Stops ecological deterioration :

Another critical result of this reform is that the economy would be much more environmentally friendly than it is today. If the objects were more durable, the extraction of natural resources, industrial activity, energy consumption, and the production of waste and pollution, that is, economic metabolism, would be reduced. With the passage of time, the wasteful trend of “ use and throw away ” would be diminished and the economic metabolism would be brought on track towards a decreasing trend, adapting to local resources, until achieving ecological sustainability . Then the metabolic rhythm would end up adjusting to the principles of ecological sustainability and the biocapacity of the territory, achieving the quasi- closed circulation of non-renewable waste. Economic decline should also be accompanied, if necessary, by population control through positive stimuli.

The restriction of competition on a local scale is adapted to what happens in the Biosphere. In ecosystems there is also a certain degree of competition but it is limited to the populations that interact with each other in each of them. Consequently, to avoid overreaching and taking into account the principle of biomimicry (9), or more properly ecomymesis, it is advisable to eliminate competition on a global scale and restrict it to a local or regional size. And this would be an effective reform to do so.

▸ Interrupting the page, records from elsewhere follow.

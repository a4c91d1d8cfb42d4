//! Main entry point for the settlement engine service.
//!
//! This binary loads configuration, wires the engine with the registered
//! storage and notifier implementations, and runs the settlement event
//! loop alongside the HTTP API server.

use clap::Parser;
use settler_config::Config;
use settler_core::{SettlerBuilder, SettlerFactories};
use std::path::PathBuf;
use std::sync::Arc;

mod apis;
mod server;

/// Command-line arguments for the settlement service.
#[derive(Parser, Debug)]
#[command(author, version, about, long_about = None)]
struct Args {
	/// Path to configuration file
	#[arg(short, long, default_value = "config.toml")]
	config: PathBuf,

	/// Log level (trace, debug, info, warn, error)
	#[arg(short, long, default_value = "info")]
	log_level: String,
}

/// Collects the registered implementations into factory maps.
fn default_factories() -> SettlerFactories {
	SettlerFactories {
		storage: settler_storage::get_all_implementations()
			.into_iter()
			.map(|(name, factory)| (name.to_string(), factory))
			.collect(),
		notifiers: settler_notify::get_all_implementations()
			.into_iter()
			.map(|(name, factory)| (name.to_string(), factory))
			.collect(),
	}
}

/// Main entry point.
///
/// 1. Parses command-line arguments
/// 2. Initializes logging
/// 3. Loads and validates configuration (missing payment credentials fail
///    here, before any network call)
/// 4. Builds the engine
/// 5. Runs the event loop and the API server until interrupted
#[tokio::main]
async fn main() -> Result<(), Box<dyn std::error::Error>> {
	let args = Args::parse();

	use tracing_subscriber::{fmt, EnvFilter};
	let env_filter = EnvFilter::try_from_default_env()
		.unwrap_or_else(|_| EnvFilter::new(args.log_level.clone()));
	fmt().with_env_filter(env_filter).with_target(true).init();

	let config_path = args
		.config
		.to_str()
		.ok_or("Config path is not valid UTF-8")?;
	let config = Config::from_file(config_path).await?;
	tracing::info!("Loaded configuration [{}]", config.settler.id);

	let engine = Arc::new(SettlerBuilder::new(config.clone(), default_factories()).build()?);

	if let Some(api_config) = config.api.clone().filter(|api| api.enabled) {
		let api_engine = Arc::clone(&engine);

		tokio::select! {
			result = engine.run() => {
				tracing::info!("Settlement event loop finished");
				result?;
			}
			result = server::start_server(api_config, api_engine) => {
				tracing::info!("API server finished");
				result?;
			}
		}
	} else {
		tracing::warn!("API server disabled; payment callbacks cannot be received");
		engine.run().await?;
	}

	tracing::info!("Stopped settler");
	Ok(())
}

It allows to tackle an agrarian reform :

Another crucial measure is to design and carry out land reform from a social and ecological perspective. We must avoid land grabbing by capitalists. Given that capital accumulation cannot occur in a negative interest rate economy, in a situation of major unemployment, some capitalists turned landowners could try to accumulate land and have a relationship with quasi- slavery workers , especially if diesel started to become scarce, as it seems that it can happen. Land, water, forests and other ecosystems must be publicly owned. Agroecology makes it possible to conserve these systems through management that follows the principles of sustainability: soil conservation and regeneration, minimization of energy consumption, promotion of biodiversity and reduction of transport thanks to the proximity of markets (10). The formation of local cooperatives would be the most appropriate to give work, manage and commercialize the harvested products. The final objective would be, in the words of González Reyes, (11): ” articulate a living and agro-ecological rural world “.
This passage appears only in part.